I am trying to divide circular surface by distance but for some reason it gives me many lines inside circle and also shows warning: One of the distance divisions failed on the first attempt. Entire sequence aborted.
One rather simple way to accomplish this, is to evaluate the distance of the vertices of each division cell to its center point. Since you know that your desired side length of the ideal square cell is 3 units, you can calculate the length of its hypothenuse. The hypothenuse divided by two equals the ideal distance from vertex to center point that you can now compare all distances from vertex to corresponding center point to, and cull the vertices which don’t comply!
The tolerance in decimal percent (i.e. 0.05 = 5%) let’s you be more or less forgiving.

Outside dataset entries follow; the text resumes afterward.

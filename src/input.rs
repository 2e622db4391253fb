use crate::state::DrawingState;
use egui::{Context, LayerId, PointerButton, Pos2, Rect};

/// Represents the location where an input event occurred
#[derive(Debug, Clone, Copy, PartialEq)]
pub struct InputLocation {
    /// The position in screen coordinates
    pub position: Pos2,
    /// Whether this position is within the canvas bounds
    pub is_in_canvas: bool,
}

/// Pointer events the canvas reacts to
#[derive(Debug, Clone, Copy, PartialEq)]
pub enum InputEvent {
    /// Primary button (or touch) went down
    PointerDown { location: InputLocation },
    /// Pointer moved, with or without the button held
    PointerMove { location: InputLocation },
    /// Primary button (or touch) was released
    PointerUp { location: InputLocation },
    /// The gesture was interrupted: pointer left the window or focus was lost
    PointerCancel,
}

/// Turns pointer gestures on the canvas into drawing operations.
///
/// Coordinates handed to the drawing state are local to the canvas origin.
#[derive(Debug, Clone)]
pub struct GestureCapture {
    canvas_rect: Rect,
    /// Layer the canvas is painted on. Presses over any other layer are
    /// not the canvas's.
    canvas_layer: Option<LayerId>,
    /// A gesture that began inside the canvas is still held down
    pointer_down: bool,
}

impl Default for GestureCapture {
    fn default() -> Self {
        Self::new(Rect::NOTHING)
    }
}

impl GestureCapture {
    pub fn new(canvas_rect: Rect) -> Self {
        Self {
            canvas_rect,
            canvas_layer: None,
            pointer_down: false,
        }
    }

    /// Update the canvas rectangle (e.g. if window is resized)
    pub fn set_canvas_rect(&mut self, rect: Rect) {
        self.canvas_rect = rect;
    }

    pub fn set_canvas_layer(&mut self, layer: LayerId) {
        self.canvas_layer = Some(layer);
    }

    pub fn canvas_rect(&self) -> Rect {
        self.canvas_rect
    }

    pub fn is_pointer_down(&self) -> bool {
        self.pointer_down
    }

    /// Screen position to canvas-local position
    pub fn to_local(&self, pos: Pos2) -> Pos2 {
        (pos - self.canvas_rect.min).to_pos2()
    }

    /// Creates an InputLocation from a position
    fn make_location(&self, pos: Pos2) -> InputLocation {
        InputLocation {
            position: pos,
            is_in_canvas: self.canvas_rect.contains(pos),
        }
    }

    /// Some other layer, such as a window, sits on top of the canvas at `pos`
    fn is_covered(&self, ctx: &Context, pos: Pos2) -> bool {
        match self.canvas_layer {
            Some(canvas_layer) => ctx
                .layer_id_at(pos)
                .is_some_and(|layer| layer != canvas_layer),
            None => false,
        }
    }

    /// Collect this frame's pointer events, in the order they happened
    pub fn process_input(&self, ctx: &Context) -> Vec<InputEvent> {
        let events = ctx.input(|input| input.raw.events.clone());
        events
            .iter()
            .filter_map(|event| match event {
                egui::Event::PointerButton {
                    pos,
                    button: PointerButton::Primary,
                    pressed,
                    ..
                } => {
                    let mut location = self.make_location(*pos);
                    Some(if *pressed {
                        location.is_in_canvas &= !self.is_covered(ctx, *pos);
                        InputEvent::PointerDown { location }
                    } else {
                        InputEvent::PointerUp { location }
                    })
                }
                egui::Event::PointerMoved(pos) => Some(InputEvent::PointerMove {
                    location: self.make_location(*pos),
                }),
                egui::Event::PointerGone | egui::Event::WindowFocused(false) => {
                    Some(InputEvent::PointerCancel)
                }
                _ => None,
            })
            .collect()
    }

    /// Forward one event to the drawing state
    pub fn handle(&mut self, event: &InputEvent, state: &mut DrawingState) {
        match event {
            InputEvent::PointerDown { location } => {
                if !location.is_in_canvas {
                    return;
                }
                let local = self.to_local(location.position);
                self.pointer_down = true;
                state.start_drawing(local.x, local.y);
            }
            InputEvent::PointerMove { location } => {
                if self.pointer_down {
                    let local = self.to_local(location.position);
                    state.continue_drawing(local.x, local.y);
                }
            }
            InputEvent::PointerUp { .. } | InputEvent::PointerCancel => {
                if self.pointer_down {
                    self.pointer_down = false;
                    state.finish_drawing();
                }
            }
        }
    }

    /// Process and handle everything egui received this frame
    pub fn update(&mut self, ctx: &Context, state: &mut DrawingState) {
        for event in self.process_input(ctx) {
            self.handle(&event, state);
        }
    }
}

#[cfg(test)]
mod tests {
    use super::*;

    fn canvas() -> GestureCapture {
        GestureCapture::new(Rect::from_min_size(
            Pos2::new(100.0, 50.0),
            egui::vec2(200.0, 100.0),
        ))
    }

    #[test]
    fn test_to_local() {
        let capture = canvas();
        assert_eq!(capture.to_local(Pos2::new(110.0, 70.0)), Pos2::new(10.0, 20.0));
    }

    #[test]
    fn test_make_location() {
        let capture = canvas();
        assert!(capture.make_location(Pos2::new(150.0, 60.0)).is_in_canvas);
        assert!(!capture.make_location(Pos2::new(10.0, 10.0)).is_in_canvas);
    }
}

A small tolerance value is always necessary though, since between all the number crunching some resolution is always lost, which produces inaccurate results, when evaluating the distances. For example, a distances of 4.23, rounded mysteriously by some component, might not be equal to the same value of 4.23412, although it should be, and that is where the tolerance comes into play.

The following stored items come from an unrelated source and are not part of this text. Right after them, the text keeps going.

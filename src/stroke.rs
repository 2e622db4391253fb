use egui::{Color32, Pos2};
use std::sync::Arc;

/// End-cap/join style selector for a brush
#[derive(Debug, Default, Clone, Copy, PartialEq, Eq)]
pub enum BrushShape {
    #[default]
    Round,
    Square,
    Star,
}

impl BrushShape {
    pub const ALL: [BrushShape; 3] = [BrushShape::Round, BrushShape::Square, BrushShape::Star];

    pub fn name(self) -> &'static str {
        match self {
            BrushShape::Round => "Round",
            BrushShape::Square => "Square",
            BrushShape::Star => "Star",
        }
    }

    pub fn icon(self) -> &'static str {
        match self {
            BrushShape::Round => "●",
            BrushShape::Square => "■",
            BrushShape::Star => "★",
        }
    }
}

#[derive(Debug, Default, Clone, Copy, PartialEq, Eq)]
pub enum DrawingTool {
    #[default]
    Brush,
    Eraser,
}

impl DrawingTool {
    pub fn name(self) -> &'static str {
        match self {
            DrawingTool::Brush => "Brush",
            DrawingTool::Eraser => "Eraser",
        }
    }
}

/// Erasing paints in the canvas background color
pub const ERASER_COLOR: Color32 = Color32::WHITE;

/// One continuous line from gesture start to gesture end
#[derive(Debug, Clone, PartialEq)]
pub struct Stroke {
    points: Vec<Pos2>,
    color: Color32,
    size: f32,
    shape: BrushShape,
    tool: DrawingTool,
}

// Committed strokes are shared between the canvas and history snapshots
pub type StrokeRef = Arc<Stroke>;

impl Stroke {
    pub fn new(color: Color32, size: f32, shape: BrushShape, tool: DrawingTool) -> Self {
        Self {
            points: Vec::new(),
            color,
            size,
            shape,
            tool,
        }
    }

    /// Start a stroke seeded with its first sampled point
    pub fn begin(
        start: Pos2,
        color: Color32,
        size: f32,
        shape: BrushShape,
        tool: DrawingTool,
    ) -> Self {
        let mut stroke = Self::new(color, size, shape, tool);
        stroke.add_point(start);
        stroke
    }

    pub fn add_point(&mut self, point: Pos2) {
        self.points.push(point);
    }

    pub fn into_ref(self) -> StrokeRef {
        Arc::new(self)
    }

    pub fn points(&self) -> &[Pos2] {
        &self.points
    }

    pub fn color(&self) -> Color32 {
        self.color
    }

    pub fn size(&self) -> f32 {
        self.size
    }

    pub fn shape(&self) -> BrushShape {
        self.shape
    }

    pub fn tool(&self) -> DrawingTool {
        self.tool
    }
}

#[cfg(test)]
mod tests {
    use super::*;

    #[test]
    fn test_begin_seeds_first_point() {
        let stroke = Stroke::begin(
            Pos2::new(3.0, 4.0),
            Color32::RED,
            5.0,
            BrushShape::Round,
            DrawingTool::Brush,
        );
        assert_eq!(stroke.points(), &[Pos2::new(3.0, 4.0)]);
        assert_eq!(stroke.color(), Color32::RED);
        assert_eq!(stroke.size(), 5.0);
    }

    #[test]
    fn test_points_keep_order() {
        let mut stroke = Stroke::new(Color32::BLACK, 2.0, BrushShape::Square, DrawingTool::Brush);
        stroke.add_point(Pos2::new(0.0, 0.0));
        stroke.add_point(Pos2::new(5.0, 5.0));
        stroke.add_point(Pos2::new(10.0, 0.0));
        assert_eq!(
            stroke.points(),
            &[Pos2::new(0.0, 0.0), Pos2::new(5.0, 5.0), Pos2::new(10.0, 0.0)]
        );
        assert_eq!(stroke.shape(), BrushShape::Square);
    }

    #[test]
    fn test_defaults() {
        assert_eq!(BrushShape::default(), BrushShape::Round);
        assert_eq!(DrawingTool::default(), DrawingTool::Brush);
    }
}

I haven’t kept the definition, since it was a quick try, but you should be able to reproduce it from the screenshot.
There’s nothing hidden! The component that displays the formula, is called Expression.
My script starts, where @dowazura’s ended, with the Surface Split (SrfSplit) component.
@craigp, the result of my solution should be independent off the circle diameter. It solely depends on your desired division length that has to be equal to the individual cell height and width. In your example above, your tolerance is probably too high. A good value would be 0.035 or even lower. If it’s higher more points are accepted.
Example:
For a desired division length of 3 units and square cells, the hypothenuse or cell diagonal equals 4.242. Now, the hypothenuse divided by two, equals 2.121, your ideal distance from edge vertex to cell center.
Your tolerance being 0.07, means that you accept values smaller than 2.367 (2.212 + (2.212 * 0.07)) and larger than 2.05716 (2.212 - (2.212 * 0.07)) to find acceptable points.
Centering the points is dependent on @dowazura’s solution, but I think that @HS_Kim already provided a solution.